Collected data entries:
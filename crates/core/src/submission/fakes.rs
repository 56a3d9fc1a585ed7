//! In-memory port doubles shared by the submission and wizard tests.

use std::collections::HashMap;
use std::sync::Mutex;

use async_trait::async_trait;

use crate::domain::customer::{Customer, CustomerId};
use crate::domain::event::WorkOrderEvent;
use crate::domain::work_order::{WorkOrder, WorkOrderId};
use crate::ports::{
    CustomerDirectory, FileStore, PortError, StoredFile, UploadFile, WorkOrderEventLog,
    WorkOrderStore,
};

#[derive(Default)]
pub(crate) struct Fakes {
    pub(crate) customers: Mutex<HashMap<String, Customer>>,
    pub(crate) uploads: Mutex<Vec<UploadFile>>,
    pub(crate) orders: Mutex<Vec<WorkOrder>>,
    pub(crate) events: Mutex<Vec<WorkOrderEvent>>,
    pub(crate) fail_uploads: bool,
    pub(crate) fail_events: bool,
}

#[async_trait]
impl CustomerDirectory for Fakes {
    async fn find_by_id(&self, id: &CustomerId) -> Result<Option<Customer>, PortError> {
        Ok(self.customers.lock().expect("lock").get(&id.0).cloned())
    }

    async fn find_by_phone(&self, phone: &str) -> Result<Option<Customer>, PortError> {
        Ok(self.customers.lock().expect("lock").values().find(|c| c.phone == phone).cloned())
    }

    async fn save(&self, customer: Customer) -> Result<(), PortError> {
        self.customers.lock().expect("lock").insert(customer.id.0.clone(), customer);
        Ok(())
    }
}

#[async_trait]
impl FileStore for Fakes {
    async fn upload(&self, file: UploadFile) -> Result<StoredFile, PortError> {
        if self.fail_uploads {
            return Err(PortError::Storage("bucket unavailable".to_string()));
        }
        let url = format!("https://files.shop.test/{}", file.filename);
        self.uploads.lock().expect("lock").push(file);
        Ok(StoredFile { url })
    }
}

#[async_trait]
impl WorkOrderStore for Fakes {
    async fn find_by_id(&self, id: &WorkOrderId) -> Result<Option<WorkOrder>, PortError> {
        Ok(self.orders.lock().expect("lock").iter().find(|order| &order.id == id).cloned())
    }

    async fn create(&self, order: WorkOrder) -> Result<(), PortError> {
        self.orders.lock().expect("lock").push(order);
        Ok(())
    }
}

#[async_trait]
impl WorkOrderEventLog for Fakes {
    async fn append(&self, event: WorkOrderEvent) -> Result<(), PortError> {
        if self.fail_events {
            return Err(PortError::Storage("event log offline".to_string()));
        }
        self.events.lock().expect("lock").push(event);
        Ok(())
    }

    async fn list_for_order(&self, order_id: &WorkOrderId) -> Result<Vec<WorkOrderEvent>, PortError> {
        Ok(self
            .events
            .lock()
            .expect("lock")
            .iter()
            .filter(|event| &event.order_id == order_id)
            .cloned()
            .collect())
    }
}

pub(crate) fn assembler(fakes: &std::sync::Arc<Fakes>) -> super::SubmissionAssembler {
    super::SubmissionAssembler::new(fakes.clone(), fakes.clone(), fakes.clone(), fakes.clone())
}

Your goal
Give the number of lines in the records that hold the word "Option", with no other words.

The answer
3